= Friedrich Wilhelm von Gaudi =

Friedrich Wilhelm Ernst Freiherr von Gaudi (Gaudy) (23 August 1725 in Spandau, Berlin – 13 December 1788 in Wesel) was a Prussian Lieutenant General who served Frederick the Great in the Seven Years' War.

His father was Andreas Erhard von Gaudi, a Prussian colonel who died in action near Habelschwerdt on 14 February 1745. His mother was Maria Elisabeth von Grävenitz.

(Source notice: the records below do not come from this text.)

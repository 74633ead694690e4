//! Run configuration for report extraction.
//!
//! Defaults match the report template used since 2020: the report date is
//! on the first page and the province table on the second. A TOML file can
//! override any field:
//!
//! ```toml
//! table_page = 1
//! date_page = 0
//! date_token_count = 12
//! include_total = false
//! ```

use std::path::Path;

use serde::Deserialize;

use crate::ReportError;

/// Page indices and policy toggles for one extraction run.
#[derive(Debug, Clone, PartialEq, Eq, Deserialize)]
#[serde(default, deny_unknown_fields)]
pub struct ReportConfig {
    /// Zero-based index of the page carrying the province table.
    pub table_page: usize,
    /// Zero-based index of the page carrying the report date.
    pub date_page: usize,
    /// How many leading words of the date page are searched for the date.
    ///
    /// Must cover the longest title line of any template revision.
    pub date_token_count: usize,
    /// Whether a precomputed `Total` row is kept and summed with the
    /// provinces.
    pub include_total: bool,
}

impl Default for ReportConfig {
    fn default() -> Self {
        Self {
            table_page: 1,
            date_page: 0,
            date_token_count: 12,
            include_total: false,
        }
    }
}

impl ReportConfig {
    /// Parses a configuration from TOML. Missing fields keep their defaults.
    ///
    /// # Errors
    ///
    /// Returns [`ReportError::Config`] if the TOML is malformed or names an
    /// unknown field.
    pub fn from_toml(toml_str: &str) -> Result<Self, ReportError> {
        toml::de::from_str(toml_str).map_err(|e| ReportError::Config {
            message: e.to_string(),
        })
    }

    /// Reads a configuration file.
    ///
    /// # Errors
    ///
    /// Returns [`ReportError::Io`] if the file cannot be read, or
    /// [`ReportError::Config`] if it is invalid.
    pub fn load(path: &Path) -> Result<Self, ReportError> {
        let contents = std::fs::read_to_string(path)?;
        log::debug!("Loaded report config from {}", path.display());
        Self::from_toml(&contents)
    }
}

Gaudi came from a noble, originally Scottish family, which had served the rulers of Brandenburg for more than 100 years. He studied in Königsberg, and then in 1744 entered the Infantry Regiment "Prinz Heinrich" (Nr. 35). He participated in the war in Bohemia, the siege of Prague, and the withdrawal to Silesia. Then he was detailed to recruitment activities. In 1750 he became a Second Lieutenant, and in 1755 a First Lieutenant. He was made a Captain in 1756, as well as aide-de-camp to Frederick the Great. In this capacity he served in the Seven Years' War. He was present at the battles of Prague, Kolin, Rossbach and Leuthen. In the course of the war he was appointed as chief of staff to both Hans Joachim von Zieten and Johann Dietrich von Hülsen. In 1760 he distinguished himself in the Battle of Strehlen, and was rewarded with the Pour le Mérite and a promotion to major. On 1 March 1763 he was made commander of a fusilier regiment in Wesel. In 1767 he became a lieutenant colonel and, in 1770, commander of the Hessen-Kassel Regiment. In 1771 he was promoted to colonel. On 19 June 1779, he was made a major general and commander of the Infantry Regiment Nr. 44.

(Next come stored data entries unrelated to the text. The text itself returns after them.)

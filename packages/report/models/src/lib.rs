#![cfg_attr(feature = "fail-on-warnings", deny(warnings))]
#![warn(clippy::all, clippy::pedantic, clippy::nursery, clippy::cargo)]
#![allow(clippy::multiple_crate_versions, clippy::cargo_common_metadata)]

//! Canonical types shared across the NICD hospitalisation pipeline.
//!
//! Every report revision spells its headers and provinces slightly
//! differently. Extraction code normalizes those spellings into the closed
//! vocabularies defined here ([`CanonicalColumn`] and [`Province`]) so that
//! downstream aggregation and persistence only ever deal with one schema.

use std::collections::BTreeMap;
use std::fmt;

use chrono::NaiveDate;
use serde::{Deserialize, Serialize};
use strum::IntoEnumIterator as _;
use strum_macros::{AsRefStr, Display, EnumIter, EnumString};

/// The closed vocabulary of column names a report header can normalize to.
///
/// Declaration order is the stable output order used for CSV headers and
/// database schemas.
#[derive(
    Debug,
    Clone,
    Copy,
    PartialEq,
    Eq,
    PartialOrd,
    Ord,
    Hash,
    Serialize,
    Deserialize,
    Display,
    EnumString,
    AsRefStr,
    EnumIter,
)]
#[serde(rename_all = "snake_case")]
#[strum(serialize_all = "snake_case")]
pub enum CanonicalColumn {
    /// Region name.
    Province,
    /// Number of sentinel facilities that submitted data.
    FacilitiesReporting,
    /// Cumulative admissions.
    AdmissionsToDate,
    /// Cumulative in-hospital deaths.
    DiedToDate,
    /// Cumulative discharges.
    DischargedToDate,
    /// Patients in hospital on the report date.
    CurrentlyAdmitted,
    /// Patients in ICU on the report date.
    CurrentlyInIcu,
    /// Patients ventilated on the report date.
    CurrentlyVentilated,
    /// Patients receiving oxygen on the report date.
    CurrentlyOxygenated,
    /// Admissions reported in the previous day.
    AdmissionsInPreviousDay,
    /// Report date.
    Date,
    /// Content fingerprint.
    Id,
}

impl CanonicalColumn {
    /// Returns `true` for the columns that carry integer counts.
    #[must_use]
    pub const fn is_numeric(self) -> bool {
        !matches!(self, Self::Province | Self::Date | Self::Id)
    }

    /// All numeric columns, in output order.
    pub fn numeric() -> impl Iterator<Item = Self> {
        Self::iter().filter(|c| c.is_numeric())
    }
}

/// A normalized column name: either a member of the canonical vocabulary
/// or an unrecognized header carried through as extra data.
///
/// Ordering places every canonical column first (in vocabulary order) and
/// unknown columns after, sorted lexicographically.
#[derive(Debug, Clone, PartialEq, Eq, PartialOrd, Ord, Hash)]
pub enum ColumnName {
    /// A recognized column.
    Canonical(CanonicalColumn),
    /// An unrecognized column, already snake-cased.
    Other(String),
}

impl ColumnName {
    /// Returns the column's snake-case name.
    #[must_use]
    pub fn as_str(&self) -> &str {
        match self {
            Self::Canonical(c) => c.as_ref(),
            Self::Other(s) => s,
        }
    }

    /// Returns `true` if this is the `province` column.
    #[must_use]
    pub const fn is_province(&self) -> bool {
        matches!(self, Self::Canonical(CanonicalColumn::Province))
    }
}

impl From<CanonicalColumn> for ColumnName {
    fn from(value: CanonicalColumn) -> Self {
        Self::Canonical(value)
    }
}

impl fmt::Display for ColumnName {
    fn fmt(&self, f: &mut fmt::Formatter<'_>) -> fmt::Result {
        f.write_str(self.as_str())
    }
}

/// The fixed set of regions a report table can contain.
#[derive(
    Debug,
    Clone,
    Copy,
    PartialEq,
    Eq,
    PartialOrd,
    Ord,
    Hash,
    Serialize,
    Deserialize,
    Display,
    EnumString,
    AsRefStr,
    EnumIter,
)]
pub enum Province {
    #[strum(serialize = "Eastern Cape")]
    #[serde(rename = "Eastern Cape")]
    EasternCape,
    #[strum(serialize = "Free State")]
    #[serde(rename = "Free State")]
    FreeState,
    #[strum(serialize = "Gauteng")]
    Gauteng,
    #[strum(serialize = "KwaZulu-Natal")]
    #[serde(rename = "KwaZulu-Natal")]
    KwaZuluNatal,
    #[strum(serialize = "Limpopo")]
    Limpopo,
    #[strum(serialize = "Mpumalanga")]
    Mpumalanga,
    #[strum(serialize = "North West")]
    #[serde(rename = "North West")]
    NorthWest,
    #[strum(serialize = "Northern Cape")]
    #[serde(rename = "Northern Cape")]
    NorthernCape,
    #[strum(serialize = "Western Cape")]
    #[serde(rename = "Western Cape")]
    WesternCape,
    /// Precomputed national total printed by some report revisions.
    #[strum(serialize = "Total")]
    Total,
}

impl Province {
    /// Returns `true` for the precomputed `Total` row.
    #[must_use]
    pub const fn is_total(self) -> bool {
        matches!(self, Self::Total)
    }
}

/// One province's line of statistics from a single report, after cleaning.
#[derive(Debug, Clone, PartialEq, Eq)]
pub struct RegionRow {
    /// Which region the row describes.
    pub province: Province,
    /// Integer values keyed by column (never contains `province`).
    pub values: BTreeMap<ColumnName, i64>,
}

/// The national aggregate for a single report.
#[derive(Debug, Clone, PartialEq, Eq)]
pub struct NationalRecord {
    /// Report date.
    pub date: NaiveDate,
    /// Content fingerprint of the rendered values, used for deduplication.
    pub id: i64,
    /// Column sums across all region rows.
    pub values: BTreeMap<ColumnName, i64>,
}

impl NationalRecord {
    /// Returns the value for a canonical column, if present.
    #[must_use]
    pub fn get(&self, column: CanonicalColumn) -> Option<i64> {
        self.values.get(&ColumnName::Canonical(column)).copied()
    }
}

/// A region row stamped with its report date and fingerprint, for
/// province-level persistence.
#[derive(Debug, Clone, PartialEq, Eq)]
pub struct ProvinceRecord {
    /// Report date.
    pub date: NaiveDate,
    /// Content fingerprint (includes the province).
    pub id: i64,
    /// Region the values belong to.
    pub province: Province,
    /// Integer values keyed by column.
    pub values: BTreeMap<ColumnName, i64>,
}

impl ProvinceRecord {
    /// Returns the value for a canonical column, if present.
    #[must_use]
    pub fn get(&self, column: CanonicalColumn) -> Option<i64> {
        self.values.get(&ColumnName::Canonical(column)).copied()
    }
}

In 1778 he was supposed to serve in the War of the Bavarian Succession, but had a riding accident near Hildesheim and broke his leg. In 1785, he became Inspector of the Regiments in Westphalia and on 20 May 1787 was made a lieutenant general. In June he became governor of the Wesel citadel. On 13 September 1787 he took command of a unit in Prussia which was sent to the Netherlands, to quell unrest there. Gaudi managed to do so without much bloodshed.

Friedrich Wilhelm von Gaudi died on 13 December 1788 as governor of the Wesel citadel.